Aludanis have traditionally lived in the mountainous and remote regions of Hazarajat. Like other Hazara clans, they maintain a traditional social structure based on kinship ties and local councils. Their cultural identity, Hazaragi language, adherence to Twelver Shia Islam, and participation in regional sociopolitical developments are distinctive features of the clan.

== Geography ==
The Aludani clan mainly resides in central Afghanistan, including Nawur District and Jaghori in Ghazni, parts of Behsud in Maidan Wardak, Yakawlang District in Bamyan, and Miramor in Daikundi. Most of the population lives in mountainous and cold regions of Hazarajat, characterized by rural settlements, limited agriculture, and cohesive tribal structures.
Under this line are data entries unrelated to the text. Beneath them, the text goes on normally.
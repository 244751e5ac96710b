//! Pagination handling for the GitHub REST API.
//!
//! The [`LinkHeaderInfo`] parser turns a `Link` response header into page
//! numbers. The engine functions ([`get_all_data`], [`get_all_data_until`],
//! [`get_all_filtered_data`]) drive a caller-supplied page fetch function
//! using that information.

mod engine;

pub use engine::{get_all_data, get_all_data_until, get_all_filtered_data, split_search_groups};

use crate::client::ResponseMeta;
use crate::config::MAX_PER_PAGE;
use regex::Regex;
use reqwest::header::HeaderMap;
use std::sync::OnceLock;

/// Name of the pagination header.
pub const LINK_HEADER: &str = "link";

fn page_param() -> &'static Regex {
    static PAGE_PARAM: OnceLock<Regex> = OnceLock::new();
    PAGE_PARAM.get_or_init(|| Regex::new(r"[?&]page=(\d+)").expect("page regex is valid"))
}

/// One comma-separated section of a Link header.
#[derive(Debug, Clone, PartialEq, Eq)]
pub struct LinkSection {
    /// URL with the surrounding angle brackets removed.
    pub url: String,
    /// Everything after the first `;`, e.g. `rel="next"`.
    pub metadata: String,
}

/// Page pointers parsed from a Link header.
///
/// Page numbers are 1-based; a relation that is absent is `0`.
/// `total_pages >= next_page` always holds.
#[derive(Debug, Clone, Default, PartialEq, Eq)]
pub struct LinkHeaderInfo {
    /// Page from the `prev` relation.
    pub previous_page: u32,
    /// Page from the `next` relation.
    pub next_page: u32,
    /// Page from the `last` relation.
    pub total_pages: u32,
    /// Page from the `first` relation.
    pub first_page: u32,
    /// Every section in header order, including unrecognized relations.
    pub raw_sections: Vec<LinkSection>,
}

impl LinkHeaderInfo {
    /// Parses a raw Link header value.
    ///
    /// Returns `None` for an empty header, meaning no pagination information
    /// is available and the response should be treated as the only page.
    pub fn parse(header_value: &str) -> Option<Self> {
        if header_value.trim().is_empty() {
            return None;
        }

        let mut info = Self::default();

        for section in split_sections(header_value) {
            let (url_part, metadata) = match section.split_once(';') {
                Some((url, metadata)) => (url.trim(), metadata.trim()),
                None => (section.trim(), ""),
            };
            let url = url_part.trim_start_matches('<').trim_end_matches('>');
            let page = extract_page_number(url).unwrap_or(0);

            if metadata.contains(r#"rel="prev""#) {
                info.previous_page = page;
            } else if metadata.contains(r#"rel="next""#) {
                info.next_page = page;
            } else if metadata.contains(r#"rel="last""#) {
                info.total_pages = page;
            } else if metadata.contains(r#"rel="first""#) {
                info.first_page = page;
            }

            info.raw_sections.push(LinkSection {
                url: url.to_string(),
                metadata: metadata.to_string(),
            });
        }

        // A `next` without a `last` still proves at least that many pages exist.
        info.total_pages = info.total_pages.max(info.next_page);

        Some(info)
    }

    /// Parses the Link header from response headers.
    pub fn from_headers(headers: &HeaderMap) -> Option<Self> {
        headers
            .get(LINK_HEADER)
            .and_then(|v| v.to_str().ok())
            .and_then(Self::parse)
    }

    /// Parses the Link header of a response.
    pub fn from_response(response: &ResponseMeta) -> Option<Self> {
        Self::from_headers(response.headers())
    }

    /// Returns true if there is a next page.
    pub fn has_next(&self) -> bool {
        self.next_page > 0
    }

    /// Returns true if there is a previous page.
    pub fn has_prev(&self) -> bool {
        self.previous_page > 0
    }
}

/// Splits on commas that are not inside `<...>`, so query strings such as
/// `labels=bug,docs` stay within their section.
fn split_sections(header_value: &str) -> Vec<&str> {
    let mut sections = Vec::new();
    let mut depth = 0usize;
    let mut start = 0;

    for (idx, ch) in header_value.char_indices() {
        match ch {
            '<' => depth += 1,
            '>' => depth = depth.saturating_sub(1),
            ',' if depth == 0 => {
                sections.push(&header_value[start..idx]);
                start = idx + 1;
            }
            _ => {}
        }
    }
    sections.push(&header_value[start..]);

    sections
}

/// Extracts the `page=` query parameter from a URL.
pub fn extract_page_number(url: &str) -> Option<u32> {
    page_param()
        .captures(url)
        .and_then(|caps| caps.get(1))
        .and_then(|m| m.as_str().parse().ok())
}

/// Clamps a page number to the 1-based range.
pub fn clamp_page(page: u32) -> u32 {
    page.max(1)
}

/// Clamps a page size into `[1, 100]`.
pub fn clamp_per_page(per_page: u32) -> u32 {
    per_page.clamp(1, MAX_PER_PAGE)
}

/// Pagination parameters for list requests.
#[derive(Debug, Clone, Copy, PartialEq, Eq)]
pub struct PaginationParams {
    /// Page number (1-indexed).
    pub page: u32,
    /// Items per page (max 100).
    pub per_page: u32,
}

impl PaginationParams {
    /// Creates clamped pagination parameters.
    pub fn new(page: u32, per_page: u32) -> Self {
        Self {
            page: clamp_page(page),
            per_page: clamp_per_page(per_page),
        }
    }

    /// Converts to query parameters.
    pub fn to_query(&self) -> Vec<(String, String)> {
        vec![
            ("per_page".to_string(), self.per_page.to_string()),
            ("page".to_string(), self.page.to_string()),
        ]
    }
}

impl Default for PaginationParams {
    fn default() -> Self {
        Self::new(1, MAX_PER_PAGE)
    }
}
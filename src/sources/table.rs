//! Tabular export extractor.
//!
//! Row-oriented CSV asset export. The first row is a header, rows are
//! filtered to the `article` resource kind; the ingress hides inside a
//! JSON-encoded data column while title and body are direct columns.
//! Malformed rows abort the run: the export is a single file, a broken
//! row means a broken dump.
use std::io::Read;

use serde::Deserialize;

use crate::cleaning::normalize;
use crate::error::Error;
use crate::sources::article::{non_empty, Article, Body};

// id,resourcetype,startdate,modifieddate,title,data,custom,timestamp,nodeid,body,splitbody
const COL_ID: usize = 0;
const COL_KIND: usize = 1;
const COL_TITLE: usize = 4;
const COL_DATA: usize = 5;
const COL_BODY: usize = 9;

const KIND_ARTICLE: &str = "article";

/// The JSON-encoded data column; only the ingress matters here.
#[derive(Debug, Deserialize)]
struct AssetData {
    ingress: String,
}

/// Iterator over the article rows of a tabular export.
pub struct TableReader<R: Read> {
    records: csv::StringRecordsIntoIter<R>,
}

impl<R: Read> TableReader<R> {
    pub fn new(reader: R) -> Self {
        Self {
            // header row is skipped by the csv reader
            records: csv::Reader::from_reader(reader).into_records(),
        }
    }

    fn to_article(record: &csv::StringRecord) -> Result<Article, Error> {
        let column = |index: usize| {
            record
                .get(index)
                .ok_or_else(|| Error::Custom(format!("row is missing column {}", index)))
        };

        let id = column(COL_ID)?.to_string();
        let title = non_empty(normalize(column(COL_TITLE)?));
        let data: AssetData = serde_json::from_str(column(COL_DATA)?)?;
        let ingress = non_empty(normalize(&data.ingress));
        let body = normalize(column(COL_BODY)?);

        Ok(Article {
            id,
            title,
            ingress,
            body: Body::Blob(body),
        })
    }
}

impl<R: Read> Iterator for TableReader<R> {
    type Item = Result<Article, Error>;

    fn next(&mut self) -> Option<Self::Item> {
        loop {
            let record = match self.records.next()? {
                Ok(record) => record,
                Err(e) => return Some(Err(e.into())),
            };
            if record.get(COL_KIND) != Some(KIND_ARTICLE) {
                continue;
            }
            return Some(Self::to_article(&record));
        }
    }
}
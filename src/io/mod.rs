/*! IO utilities

Chunked output writing for normalized articles.
!*/
pub mod chunk;

pub use chunk::ChunkWriter;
Certain villages and areas in Nawur, such as the "Aludani area," are named after this clan and form a significant part of the Hazara social and cultural network. Proximity to other Behsud clans, including Batur and Fouladi, has fostered cultural interaction and kinship ties between these groups.

== Origins and History ==
The Aludani clan is considered one of the ancient and reputable Hazara clans, tracing their lineage to Sultan Ala al-Din Husayn Jahansuz, a prominent king of the Ghurid dynasty. Ala al-Din Husayn ruled parts of central Afghanistan in the 6th century AH (12th century CE) and is historically known as "Jahansuz" for his military campaigns and conquests.

The name "Aludani" derives from combining "Ala al-Din" with the relational suffix "-ani," literally meaning "related to Ala al-Din." This naming reflects either a bloodline or cultural affiliation with the Ghurid family, although limited official documentation exists. Nevertheless, oral traditions and clan narratives emphasize this connection, which is regarded as part of their historical identity.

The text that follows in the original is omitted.